We’ve shared our 2-year journey with Graviton4, but we know every org’s migration path is different. Whether you’re evaluating Graviton for the first time or already running production workloads, we want to hear from you.

Discussion Questions

  • By 2025, will Graviton-based instances become the default for new AWS managed services like RDS and ElastiCache?
  • Is the 40% cost savings worth the engineering time spent on ARM compatibility fixes for small teams (fewer than 5 engineers)?
  • How does Graviton4 compare to AMD EPYC-based AWS instances (c7a) for memory-intensive workloads like Redis?

Frequently Asked Questions

Does Graviton4 support all AWS services?

No, as of Q3 2024, 82% of AWS managed services support Graviton4, per the public compatibility matrix at https://github.com/awslabs/aws-graviton-getting-started. Services like Amazon Redshift and some RDS engine versions (e.g., SQL Server) do not yet support Graviton. Always check the service documentation before migrating managed workloads.

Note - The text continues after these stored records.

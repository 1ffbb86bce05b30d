//! Store Entry Module
//!
//! A single value held by the in-process store, with optional expiry.

use std::collections::HashMap;
use std::time::{SystemTime, UNIX_EPOCH};

// == Stored Value ==
/// The typed payload of a key.
#[derive(Debug, Clone, PartialEq)]
pub enum StoredValue {
    /// Plain string, also addressed bit by bit
    Str(Vec<u8>),
    /// Field to value map
    Hash(HashMap<String, String>),
    /// Member to score map
    ZSet(HashMap<String, f64>),
}

impl StoredValue {
    /// Redis type name, used in WRONGTYPE messages.
    pub fn type_name(&self) -> &'static str {
        match self {
            StoredValue::Str(_) => "string",
            StoredValue::Hash(_) => "hash",
            StoredValue::ZSet(_) => "zset",
        }
    }
}

// == Store Entry ==
/// A stored value with optional expiration.
#[derive(Debug, Clone)]
pub struct StoreEntry {
    pub value: StoredValue,
    /// Expiration timestamp (Unix milliseconds), None = no expiration
    pub expires_at: Option<u64>,
}

impl StoreEntry {
    // == Constructor ==
    /// Creates a new entry with optional TTL.
    ///
    /// A TTL too large to express as a Unix millisecond timestamp never expires.
    ///
    /// # Arguments
    /// * `value` - The value to store
    /// * `ttl_seconds` - Optional TTL in seconds
    pub fn new(value: StoredValue, ttl_seconds: Option<u64>) -> Self {
        let now = current_timestamp_ms();
        let expires_at = ttl_seconds
            .and_then(|ttl| ttl.checked_mul(1000))
            .and_then(|ms| now.checked_add(ms));

        Self { value, expires_at }
    }

    /// Creates an entry that never expires.
    pub fn persistent(value: StoredValue) -> Self {
        Self::new(value, None)
    }

    // == Is Expired ==
    /// An entry is expired once the current time reaches its expiration time.
    pub fn is_expired(&self) -> bool {
        match self.expires_at {
            Some(expires) => current_timestamp_ms() >= expires,
            None => false,
        }
    }

    // == Time To Live ==
    /// Remaining TTL in milliseconds, `Some(0)` once expired, None without expiry.
    pub fn ttl_remaining_ms(&self) -> Option<u64> {
        self.expires_at
            .map(|expires| expires.saturating_sub(current_timestamp_ms()))
    }

    /// Remaining TTL in whole seconds.
    pub fn ttl_remaining(&self) -> Option<u64> {
        self.ttl_remaining_ms().map(|ms| ms / 1000)
    }
}

// == Utility Functions ==
/// Returns current Unix timestamp in milliseconds.
pub fn current_timestamp_ms() -> u64 {
    SystemTime::now()
        .duration_since(UNIX_EPOCH)
        .map(|d| d.as_millis() as u64)
        .unwrap_or(0)
}

// == Unit Tests ==
#[cfg(test)]
mod tests {
    use super::*;
    use std::thread::sleep;
    use std::time::Duration;

    fn text(s: &str) -> StoredValue {
        StoredValue::Str(s.as_bytes().to_vec())
    }

    #[test]
    fn test_entry_creation_no_ttl() {
        let entry = StoreEntry::persistent(text("test_value"));

        assert_eq!(entry.value, text("test_value"));
        assert!(entry.expires_at.is_none());
        assert!(!entry.is_expired());
        assert!(entry.ttl_remaining().is_none());
    }

    #[test]
    fn test_entry_expiration() {
        let entry = StoreEntry::new(text("test_value"), Some(1));

        assert!(!entry.is_expired());

        sleep(Duration::from_millis(1100));

        assert!(entry.is_expired());
        assert_eq!(entry.ttl_remaining_ms(), Some(0));
    }

    #[test]
    fn test_ttl_remaining_seconds() {
        let entry = StoreEntry::new(text("test_value"), Some(10));

        let remaining = entry.ttl_remaining().unwrap();
        assert!(remaining <= 10);
        assert!(remaining >= 9);
    }

    #[test]
    fn test_expiration_boundary_condition() {
        let now = current_timestamp_ms();
        let entry = StoreEntry {
            value: text("test"),
            expires_at: Some(now),
        };

        assert!(entry.is_expired(), "Entry should be expired at boundary");
    }

    #[test]
    fn test_overflowing_ttl_never_expires() {
        let entry = StoreEntry::new(text("test"), Some(u64::MAX));

        assert!(entry.expires_at.is_none());
        assert!(!entry.is_expired());

        let entry = StoreEntry::new(text("test"), Some(u64::MAX / 1000));
        assert!(entry.expires_at.is_none());
    }

    #[test]
    fn test_type_names() {
        assert_eq!(text("x").type_name(), "string");
        assert_eq!(StoredValue::Hash(HashMap::new()).type_name(), "hash");
        assert_eq!(StoredValue::ZSet(HashMap::new()).type_name(), "zset");
    }
}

How long does a typical Graviton4 migration take for a 10-service microservice fleet?

Our data across 3 orgs shows a median migration time of 6-8 weeks for a 10-service fleet, including compatibility scanning, image rebuilding, staging validation, and production rollout. Teams that use the build-time scanner (Tip 1) reduce migration time by 40% compared to teams that validate at deployment time.

Are Graviton4 spot instances more or less volatile than x86 spot instances?

Graviton4 spot instances have 12% lower interruption rates than equivalent x86 spot instances in us-east-1, per our 12-month spot tracking data. This is due to lower overall demand for ARM64 spot capacity. We run 60% of our non-critical workloads on Graviton4 spot instances, saving an additional 22% on top of on-demand Graviton savings.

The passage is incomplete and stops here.